トヨタWRC2017年シーズン報告会。ファン代表から必勝祈願と安全祈願のだるまを贈られるチーム。
TOYOTA GAZOO Racingは23日、東京のトヨタ自動車東京本社で「WRC2017年シーズン報告会」を開催した。TOYOTA GAZOO Racingカンパニーの友山茂樹プレジデントは「期待以上」と総括した。

18年ぶりにワークス参戦を開始したトヨタは「ヤリスWRC」でシーズン2勝、表彰台のべ5回。
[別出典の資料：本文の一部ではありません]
//! Tracing of exec result accessors.
use opentelemetry::Context;

use crate::context::span_context_only;
use crate::driver::ExecResult;
use crate::tracer::MethodTracer;
use crate::Result;

const TRACE_METHOD_LAST_INSERT_ID: &str = "last_insert_id";
const TRACE_METHOD_ROWS_AFFECTED: &str = "rows_affected";

struct TracedResult {
    parent: Box<dyn ExecResult>,
    cx: Context,
    tracer: MethodTracer,
    trace_last_insert_id: bool,
    trace_rows_affected: bool,
}

impl TracedResult {
    fn traced(&self, method: &'static str, f: impl FnOnce() -> Result<i64>) -> Result<i64> {
        let (_cx, span) = self.tracer.must_trace(&self.cx, method, &[]);
        let result = f();
        span.end(result.as_ref().err(), []);

        result
    }
}

impl ExecResult for TracedResult {
    fn last_insert_id(&self) -> Result<i64> {
        if !self.trace_last_insert_id {
            return self.parent.last_insert_id();
        }

        self.traced(TRACE_METHOD_LAST_INSERT_ID, || self.parent.last_insert_id())
    }

    fn rows_affected(&self) -> Result<i64> {
        if !self.trace_rows_affected {
            return self.parent.rows_affected();
        }

        self.traced(TRACE_METHOD_ROWS_AFFECTED, || self.parent.rows_affected())
    }
}

/// Wraps `parent` so the enabled accessors get their own span, parented by
/// the span of `cx`. Returns `parent` itself when nothing is traced.
pub(crate) fn wrap_result(
    cx: &Context,
    parent: Box<dyn ExecResult>,
    tracer: &MethodTracer,
    trace_last_insert_id: bool,
    trace_rows_affected: bool,
) -> Box<dyn ExecResult> {
    if !trace_last_insert_id && !trace_rows_affected {
        return parent;
    }

    Box::new(TracedResult {
        parent,
        cx: span_context_only(cx),
        tracer: tracer.clone(),
        trace_last_insert_id,
        trace_rows_affected,
    })
}

#[cfg(test)]
mod tests {
    use opentelemetry::trace::{Status, TraceContextExt, Tracer, TracerProvider};

    use super::*;
    use crate::testing::{test_tracer, MockBackend, Operation};
    use crate::capability::Capabilities;

    #[test]
    fn only_enabled_accessor_is_traced() {
        let (provider, exporter, tracer) = test_tracer();
        let tracer = MethodTracer::new(tracer);
        let cx = Context::new().with_span(provider.tracer("test").start("parent"));
        let backend = MockBackend::new(Capabilities::empty());

        let result = wrap_result(&cx, backend.result(), &tracer, false, true);
        assert_eq!(result.last_insert_id().unwrap(), backend.last_insert_id());
        assert_eq!(result.rows_affected().unwrap(), backend.rows_affected());

        let spans = exporter.get_finished_spans().unwrap();
        assert_eq!(spans.len(), 1);
        assert_eq!(spans[0].name, "sql:rows_affected");
        assert_eq!(spans[0].parent_span_id, cx.span().span_context().span_id());
    }

    #[test]
    fn accessor_error_is_recorded() {
        let (provider, exporter, tracer) = test_tracer();
        let tracer = MethodTracer::new(tracer);
        let cx = Context::new().with_span(provider.tracer("test").start("parent"));
        let backend = MockBackend::new(Capabilities::empty())
            .with_error(Operation::LastInsertId, "not supported");

        let result = wrap_result(&cx, backend.result(), &tracer, true, false);
        let err = result.last_insert_id().unwrap_err();

        assert_eq!(err.to_string(), "not supported");
        let spans = exporter.get_finished_spans().unwrap();
        assert_eq!(spans[0].status, Status::error("not supported"));
    }

    #[test]
    fn returned_as_is_when_not_traced() {
        let (_provider, exporter, tracer) = test_tracer();
        let tracer = MethodTracer::new(tracer);
        let backend = MockBackend::new(Capabilities::empty());

        let result = wrap_result(&Context::new(), backend.result(), &tracer, false, false);
        result.rows_affected().unwrap();

        assert!(exporter.get_finished_spans().unwrap().is_empty());
        assert_eq!(backend.calls(), vec!["result.rows_affected"]);
    }
}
マニュファクチャラー・ランキングでトヨタは3位、ドライバーズ・ランキングでヤリ-マティ・ラトバラが4位。

友山プレジデントは「今年は学びの年。シーズンの出足は良かったが3戦から苦戦。フィンランドで1-3位になった時は、WRCプレーヤーとして認められたような感じがして、涙が出た。学んだもので一番大きいものはチームワーク」という。

チームのトミ・マキネン代表も「学びの年」だったことを強調する。「タフな長い1年だった。ここにいるみんなが笑顔なので、結果オーライだ。トヨタの車は基本的に強く、ヤリスは手を入れやすい車だった。情報収集も進んだので、今年のデータを生かして2018年シーズンはコンスタントに結果を出したい。ドライバーたちは努力家でチームの手本になっている」。
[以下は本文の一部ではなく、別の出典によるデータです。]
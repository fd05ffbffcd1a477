//! Facade over prepared statements.
use std::sync::Arc;

use opentelemetry::Context;

use crate::capability::Capabilities;
use crate::driver::{
    named_values_to_values, values_to_named_values, ColumnConverter, ExecResult, NamedValue,
    NamedValueChecker, Rows, Stmt, StmtExecContext, StmtQueryContext, Value,
};
use crate::exec::{skipped_exec, ExecFn};
use crate::middleware::{chain, Middleware};
use crate::query::{skipped_query, QueryFn};
use crate::{Error, Result};

/// Middlewares applied to every statement prepared on a connection.
#[derive(Clone, Default)]
pub(crate) struct StmtMiddlewares {
    pub(crate) exec: Arc<[Middleware<ExecFn>]>,
    pub(crate) query: Arc<[Middleware<QueryFn>]>,
}

/// Instrumented prepared statement.
///
/// Legacy calls without a context run under an empty [`Context`], so they
/// only get a span when the tracer allows root spans.
struct WrappedStmt {
    parent: Arc<dyn Stmt>,
    capabilities: Capabilities,
    query: Arc<str>,
    exec: ExecFn,
    exec_context: ExecFn,
    query_rows: QueryFn,
    query_context: QueryFn,
}

pub(crate) fn wrap_stmt(
    parent: Box<dyn Stmt>,
    query: &str,
    middlewares: &StmtMiddlewares,
) -> Box<dyn Stmt> {
    let parent: Arc<dyn Stmt> = Arc::from(parent);
    let capabilities = Capabilities::of_stmt(parent.as_ref());

    let exec: ExecFn = {
        let parent = Arc::clone(&parent);
        Arc::new(move |_cx: &Context, _query: &str, args: &[NamedValue]| {
            parent.exec(&named_values_to_values(args))
        })
    };
    let query_rows: QueryFn = {
        let parent = Arc::clone(&parent);
        Arc::new(move |_cx: &Context, _query: &str, args: &[NamedValue]| {
            parent.query(&named_values_to_values(args))
        })
    };

    let exec_context: ExecFn = if capabilities.contains(Capabilities::STMT_EXEC_CONTEXT) {
        let parent = Arc::clone(&parent);
        chain(
            &middlewares.exec,
            Arc::new(move |cx: &Context, _query: &str, args: &[NamedValue]| {
                match parent.as_exec_context() {
                    Some(stmt) => stmt.exec_context(cx, args),
                    None => Err(Error::Skip),
                }
            }),
        )
    } else {
        skipped_exec()
    };
    let query_context: QueryFn = if capabilities.contains(Capabilities::STMT_QUERY_CONTEXT) {
        let parent = Arc::clone(&parent);
        chain(
            &middlewares.query,
            Arc::new(move |cx: &Context, _query: &str, args: &[NamedValue]| {
                match parent.as_query_context() {
                    Some(stmt) => stmt.query_context(cx, args),
                    None => Err(Error::Skip),
                }
            }),
        )
    } else {
        skipped_query()
    };

    Box::new(WrappedStmt {
        capabilities,
        query: Arc::from(query),
        exec: chain(&middlewares.exec, exec),
        exec_context,
        query_rows: chain(&middlewares.query, query_rows),
        query_context,
        parent,
    })
}

impl Stmt for WrappedStmt {
    fn close(&self) -> Result<()> {
        self.parent.close()
    }

    fn num_input(&self) -> Option<usize> {
        self.parent.num_input()
    }

    fn exec(&self, args: &[Value]) -> Result<Box<dyn ExecResult>> {
        (self.exec)(&Context::new(), &self.query, &values_to_named_values(args))
    }

    fn query(&self, args: &[Value]) -> Result<Box<dyn Rows>> {
        (self.query_rows)(&Context::new(), &self.query, &values_to_named_values(args))
    }

    fn as_exec_context(&self) -> Option<&dyn StmtExecContext> {
        self.capabilities
            .contains(Capabilities::STMT_EXEC_CONTEXT)
            .then_some(self as &dyn StmtExecContext)
    }

    fn as_query_context(&self) -> Option<&dyn StmtQueryContext> {
        self.capabilities
            .contains(Capabilities::STMT_QUERY_CONTEXT)
            .then_some(self as &dyn StmtQueryContext)
    }

    fn as_column_converter(&self) -> Option<&dyn ColumnConverter> {
        self.capabilities
            .contains(Capabilities::COLUMN_CONVERTER)
            .then_some(self as &dyn ColumnConverter)
    }

    fn as_named_value_checker(&self) -> Option<&dyn NamedValueChecker> {
        self.capabilities
            .contains(Capabilities::NAMED_VALUE_CHECKER)
            .then_some(self as &dyn NamedValueChecker)
    }
}

impl StmtExecContext for WrappedStmt {
    fn exec_context(&self, cx: &Context, args: &[NamedValue]) -> Result<Box<dyn ExecResult>> {
        (self.exec_context)(cx, &self.query, args)
    }
}

impl StmtQueryContext for WrappedStmt {
    fn query_context(&self, cx: &Context, args: &[NamedValue]) -> Result<Box<dyn Rows>> {
        (self.query_context)(cx, &self.query, args)
    }
}

impl ColumnConverter for WrappedStmt {
    fn convert_column(&self, index: usize, value: Value) -> Result<Value> {
        match self.parent.as_column_converter() {
            Some(stmt) => stmt.convert_column(index, value),
            None => Ok(value),
        }
    }
}

impl NamedValueChecker for WrappedStmt {
    fn check_named_value(&self, value: &mut NamedValue) -> Result<()> {
        match self.parent.as_named_value_checker() {
            Some(stmt) => stmt.check_named_value(value),
            None => Err(Error::Skip),
        }
    }
}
ラトバラ選手は「復帰早々の第2戦で勝てた。優勝は予想外だったが、充分にテストできていたし、高速コースは得意だ。車も良かった」とラリー・スウェーデンについて語る。「2018年はコンスタントに結果を出したい」と、2017年の弱点と18年の課題について、マキネン代表と同じスタンスだ。
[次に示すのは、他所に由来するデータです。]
impl Rows for MockRows {
    fn columns(&self) -> Vec<String> {
        self.backend.columns()
    }

    fn close(&self) -> Result<()> {
        self.backend.call(Operation::RowsClose)
    }

    fn next(&self, dest: &mut [Value]) -> Result<bool> {
        self.backend.call(Operation::RowsNext)?;

        let index = self.cursor.fetch_add(1, Ordering::Relaxed);
        let Some(row) = self.backend.config.rows.get(index) else {
            return Ok(false);
        };
        for (slot, value) in dest.iter_mut().zip(row) {
            *slot = value.clone();
        }

        Ok(true)
    }

    fn as_next_result_set(&self) -> Option<&dyn RowsNextResultSet> {
        self.has(Capabilities::NEXT_RESULT_SET)
            .then_some(self as &dyn RowsNextResultSet)
    }

    fn as_column_type_database_type_name(&self) -> Option<&dyn RowsColumnTypeDatabaseTypeName> {
        self.has(Capabilities::COLUMN_TYPE_DATABASE_TYPE_NAME)
            .then_some(self as &dyn RowsColumnTypeDatabaseTypeName)
    }

    fn as_column_type_length(&self) -> Option<&dyn RowsColumnTypeLength> {
        self.has(Capabilities::COLUMN_TYPE_LENGTH)
            .then_some(self as &dyn RowsColumnTypeLength)
    }

    fn as_column_type_nullable(&self) -> Option<&dyn RowsColumnTypeNullable> {
        self.has(Capabilities::COLUMN_TYPE_NULLABLE)
            .then_some(self as &dyn RowsColumnTypeNullable)
    }

    fn as_column_type_precision_scale(&self) -> Option<&dyn RowsColumnTypePrecisionScale> {
        self.has(Capabilities::COLUMN_TYPE_PRECISION_SCALE)
            .then_some(self as &dyn RowsColumnTypePrecisionScale)
    }

    fn as_column_type_scan_type(&self) -> Option<&dyn RowsColumnTypeScanType> {
        self.has(Capabilities::COLUMN_TYPE_SCAN_TYPE)
            .then_some(self as &dyn RowsColumnTypeScanType)
    }
}

impl RowsNextResultSet for MockRows {
    fn has_next_result_set(&self) -> bool {
        false
    }

    fn next_result_set(&self) -> Result<bool> {
        self.backend.call(Operation::RowsNextResultSet)?;
        Ok(false)
    }
}

impl RowsColumnTypeDatabaseTypeName for MockRows {
    fn column_type_database_type_name(&self, _index: usize) -> String {
        "VARCHAR".to_string()
    }
}

impl RowsColumnTypeLength for MockRows {
    fn column_type_length(&self, _index: usize) -> Option<u64> {
        Some(255)
    }
}

impl RowsColumnTypeNullable for MockRows {
    fn column_type_nullable(&self, _index: usize) -> Option<bool> {
        Some(true)
    }
}

impl RowsColumnTypePrecisionScale for MockRows {
    fn column_type_precision_scale(&self, _index: usize) -> Option<(i64, i64)> {
        Some((10, 2))
    }
}

impl RowsColumnTypeScanType for MockRows {
    fn column_type_scan_type(&self, _index: usize) -> ValueKind {
        ValueKind::String
    }
}

struct MockTx(MockBackend);

impl Tx for MockTx {
    fn commit(&self) -> Result<()> {
        self.0.call(Operation::Commit)
    }

    fn rollback(&self) -> Result<()> {
        self.0.call(Operation::Rollback)
    }
}

/// Exec result of a [`MockBackend`].
#[derive(Clone, Debug)]
pub struct MockResult(MockBackend);

impl MockResult {
    /// A result of a fresh backend reporting the given values.
    pub fn new(last_insert_id: i64, rows_affected: i64) -> Self {
        MockResult(MockBackend::new(Capabilities::empty()).with_results(last_insert_id, rows_affected))
    }
}

impl ExecResult for MockResult {
    fn last_insert_id(&self) -> Result<i64> {
        self.0.call(Operation::LastInsertId)?;
        Ok(self.0.config.last_insert_id)
    }

    fn rows_affected(&self) -> Result<i64> {
        self.0.call(Operation::RowsAffected)?;
        Ok(self.0.config.rows_affected)
    }
}

/// One measurement kept by [`InMemoryMetricsSink`].
#[derive(Clone, Debug)]
pub struct Measurement<T> {
    /// Measured value.
    pub value: T,
    /// Attributes of the measurement.
    pub attributes: Vec<KeyValue>,
    /// Context the measurement was taken under.
    pub cx: Context,
}

/// A [`MetricsSink`] keeping every measurement in memory.
#[derive(Debug, Default)]
pub struct InMemoryMetricsSink {
    latencies: Mutex<Vec<Measurement<f64>>>,
    calls: Mutex<Vec<Measurement<u64>>>,
}

impl InMemoryMetricsSink {
    /// Recorded latencies, in milliseconds.
    pub fn latencies(&self) -> Vec<Measurement<f64>> {
        self.latencies
            .lock()
            .map(|latencies| latencies.clone())
            .unwrap_or_default()
    }

    /// Recorded call counts.
    pub fn calls(&self) -> Vec<Measurement<u64>> {
        self.calls
            .lock()
            .map(|calls| calls.clone())
            .unwrap_or_default()
    }

    /// Values of the `db.operation` attribute of recorded calls, in order.
    pub fn operations(&self) -> Vec<String> {
        self.calls()
            .iter()
            .filter_map(|m| {
                m.attributes
                    .iter()
                    .find(|kv| kv.key == crate::attribute::DB_OPERATION)
                    .map(|kv| kv.value.to_string())
            })
            .collect()
    }

    /// Forgets every measurement.
    pub fn reset(&self) {
        if let Ok(mut latencies) = self.latencies.lock() {
            latencies.clear();
        }
        if let Ok(mut calls) = self.calls.lock() {
            calls.clear();
        }
    }
}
報告会にはサプライズで2018年新加入のオット・タナク(ドライバー)とマルティン・ヤルヴェオヤ(コドライバー)が登場した。2017年のドライバーオブザイヤーとコドライバーオブザイヤーを獲得した2人だ。タナクは、2015年メキシコラリーでコースアウトし池に水没したエピソードが有名で、イベントではTOYOTA GAZOO Racingのロゴ入りゴーグルとシュノーケルをプレゼントされて苦笑い。

タナクは「タイトルを狙って行く」といい、マキネン代表は「新しいアイデアを期待している」と歓迎した。

WRCの2018年シーズンは1月のラリー・モンテカルロで開幕、全13戦で争われる。復帰2年目のトヨタは、ラトバラ、エサペッカ・ラッピ、タナクの3台体制で臨む。